#![deny(
    unsafe_code,
    missing_docs,
    dead_code,
    unused_results,
    non_snake_case,
    unreachable_pub
)]

//! Adversary policy that chases adjacent protagonists and wanders otherwise.

use rand::{Rng, SeedableRng};
use rand_chacha::ChaCha8Rng;
use ratmaze_core::{BoardView, Category, Direction, GridCoord, Order};

/// Orders drawn uniformly when no protagonist is adjacent.
const WANDER_ORDERS: [Order; 5] = [
    Order::Step(Direction::Up),
    Order::Step(Direction::Down),
    Order::Step(Direction::Left),
    Order::Step(Direction::Right),
    Order::Stop,
];

/// Configuration parameters required to construct the pursuit system.
#[derive(Clone, Copy, Debug)]
pub struct Config {
    rng_seed: u64,
}

impl Config {
    /// Creates a new configuration using the provided seed.
    #[must_use]
    pub const fn new(rng_seed: u64) -> Self {
        Self { rng_seed }
    }
}

/// Pure system producing one order per adversary per tick.
#[derive(Debug)]
pub struct Pursuit {
    rng: ChaCha8Rng,
}

impl Pursuit {
    /// Creates a new pursuit system using the supplied configuration.
    #[must_use]
    pub fn new(config: Config) -> Self {
        Self {
            rng: ChaCha8Rng::seed_from_u64(config.rng_seed),
        }
    }

    /// Chooses the order for the adversary whose top-left corner is `origin`.
    pub fn decide(&mut self, origin: GridCoord, view: &BoardView<'_>) -> Order {
        chase(origin, view).unwrap_or_else(|| self.wander())
    }

    fn wander(&mut self) -> Order {
        WANDER_ORDERS[self.rng.gen_range(0..WANDER_ORDERS.len())]
    }
}

/// Deterministic part of the policy.
///
/// Returns `Stop` when a protagonist already shares the adversary's cell, the
/// first direction (Up, Down, Left, Right) whose neighbour one stride away
/// holds a protagonist, or `None` when nothing is adjacent.
#[must_use]
pub fn chase(origin: GridCoord, view: &BoardView<'_>) -> Option<Order> {
    if view.contains(origin, Category::Protagonist) {
        return Some(Order::Stop);
    }

    let board = view.board();
    Direction::ALL
        .into_iter()
        .find(|direction| {
            board
                .step(origin, *direction)
                .is_some_and(|neighbor| view.contains(neighbor, Category::Protagonist))
        })
        .map(Order::Step)
}

#[cfg(test)]
mod tests {
    use super::*;
    use ratmaze_core::{Board, Cell, Occupant, PieceId};

    fn grid_with_protagonists(board: Board, at: &[GridCoord]) -> Vec<Cell> {
        let capacity = usize::try_from(board.cell_count()).expect("small board");
        let mut cells = vec![Cell::default(); capacity];
        for (index, coord) in at.iter().enumerate() {
            let slot = board.index(*coord).expect("coordinate on board");
            cells[slot].insert_front(Occupant {
                piece: PieceId::new(index as u32),
                category: Category::Protagonist,
            });
        }
        cells
    }

    #[test]
    fn chase_prefers_fixed_priority() {
        let board = Board::default();
        let origin = GridCoord::new(20, 20);
        let cells = grid_with_protagonists(
            board,
            &[
                GridCoord::new(20, 25),
                GridCoord::new(15, 20),
                GridCoord::new(25, 20),
            ],
        );
        let view = BoardView::new(board, &cells);
        assert_eq!(chase(origin, &view), Some(Order::Step(Direction::Down)));
    }

    #[test]
    fn chase_skips_out_of_bounds_probes() {
        let board = Board::default();
        let cells = grid_with_protagonists(board, &[GridCoord::new(5, 0)]);
        let view = BoardView::new(board, &cells);
        assert_eq!(
            chase(GridCoord::new(0, 0), &view),
            Some(Order::Step(Direction::Right))
        );
    }

    #[test]
    fn wander_draws_from_every_order() {
        let mut pursuit = Pursuit::new(Config::new(1));
        let mut seen = Vec::new();
        for _ in 0..200 {
            let order = pursuit.wander();
            if !seen.contains(&order) {
                seen.push(order);
            }
        }
        assert_eq!(seen.len(), WANDER_ORDERS.len());
    }
}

──────────

## EXERCISE DESCRIPTION
Give back the data above, repeating every record exactly.

## ANSWER BELOW
#![deny(
    unsafe_code,
    missing_docs,
    dead_code,
    unused_results,
    non_snake_case,
    unreachable_pub
)]

//! Adversary policy that chases adjacent protagonists and wanders otherwise.

use rand::{Rng, SeedableRng};
use rand_chacha::ChaCha8Rng;
use ratmaze_core::{BoardView, Category, Direction, GridCoord, Order};

/// Orders drawn uniformly when no protagonist is adjacent.
const WANDER_ORDERS: [Order; 5] = [
    Order::Step(Direction::Up),
    Order::Step(Direction::Down),
    Order::Step(Direction::Left),
    Order::Step(Direction::Right),
    Order::Stop,
];

/// Configuration parameters required to construct the pursuit system.
#[derive(Clone, Copy, Debug)]
pub struct Config {
    rng_seed: u64,
}

impl Config {
    /// Creates a new configuration using the provided seed.
    #[must_use]
    pub const fn new(rng_seed: u64) -> Self {
        Self { rng_seed }
    }
}

/// Pure system producing one order per adversary per tick.
#[derive(Debug)]
pub struct Pursuit {
    rng: ChaCha8Rng,
}

impl Pursuit {
    /// Creates a new pursuit system using the supplied configuration.
    #[must_use]
    pub fn new(config: Config) -> Self {
        Self {
            rng: ChaCha8Rng::seed_from_u64(config.rng_seed),
        }
    }

    /// Chooses the order for the adversary whose top-left corner is `origin`.
    pub fn decide(&mut self, origin: GridCoord, view: &BoardView<'_>) -> Order {
        chase(origin, view).unwrap_or_else(|| self.wander())
    }

    fn wander(&mut self) -> Order {
        WANDER_ORDERS[self.rng.gen_range(0..WANDER_ORDERS.len())]
    }
}

/// Deterministic part of the policy.
///
/// Returns `Stop` when a protagonist already shares the adversary's cell, the
/// first direction (Up, Down, Left, Right) whose neighbour one stride away
/// holds a protagonist, or `None` when nothing is adjacent.
#[must_use]
pub fn chase(origin: GridCoord, view: &BoardView<'_>) -> Option<Order> {
    if view.contains(origin, Category::Protagonist) {
        return Some(Order::Stop);
    }

    let board = view.board();
    Direction::ALL
        .into_iter()
        .find(|direction| {
            board
                .step(origin, *direction)
                .is_some_and(|neighbor| view.contains(neighbor, Category::Protagonist))
        })
        .map(Order::Step)
}

#[cfg(test)]
mod tests {
    use super::*;
    use ratmaze_core::{Board, Cell, Occupant, PieceId};

    fn grid_with_protagonists(board: Board, at: &[GridCoord]) -> Vec<Cell> {
        let capacity = usize::try_from(board.cell_count()).expect("small board");
        let mut cells = vec![Cell::default(); capacity];
        for (index, coord) in at.iter().enumerate() {
            let slot = board.index(*coord).expect("coordinate on board");
            cells[slot].insert_front(Occupant {
                piece: PieceId::new(index as u32),
                category: Category::Protagonist,
            });
        }
        cells
    }

    #[test]
    fn chase_prefers_fixed_priority() {
        let board = Board::default();
        let origin = GridCoord::new(20, 20);
        let cells = grid_with_protagonists(
            board,
            &[
                GridCoord::new(20, 25),
                GridCoord::new(15, 20),
                GridCoord::new(25, 20),
            ],
        );
        let view = BoardView::new(board, &cells);
        assert_eq!(chase(origin, &view), Some(Order::Step(Direction::Down)));
    }

    #[test]
    fn chase_skips_out_of_bounds_probes() {
        let board = Board::default();
        let cells = grid_with_protagonists(board, &[GridCoord::new(5, 0)]);
        let view = BoardView::new(board, &cells);
        assert_eq!(
            chase(GridCoord::new(0, 0), &view),
            Some(Order::Step(Direction::Right))
        );
    }

    #[test]
    fn wander_draws_from_every_order() {
        let mut pursuit = Pursuit::new(Config::new(1));
        let mut seen = Vec::new();
        for _ in 0..200 {
            let order = pursuit.wander();
            if !seen.contains(&order) {
                seen.push(order);
            }
        }
        assert_eq!(seen.len(), WANDER_ORDERS.len());
    }
}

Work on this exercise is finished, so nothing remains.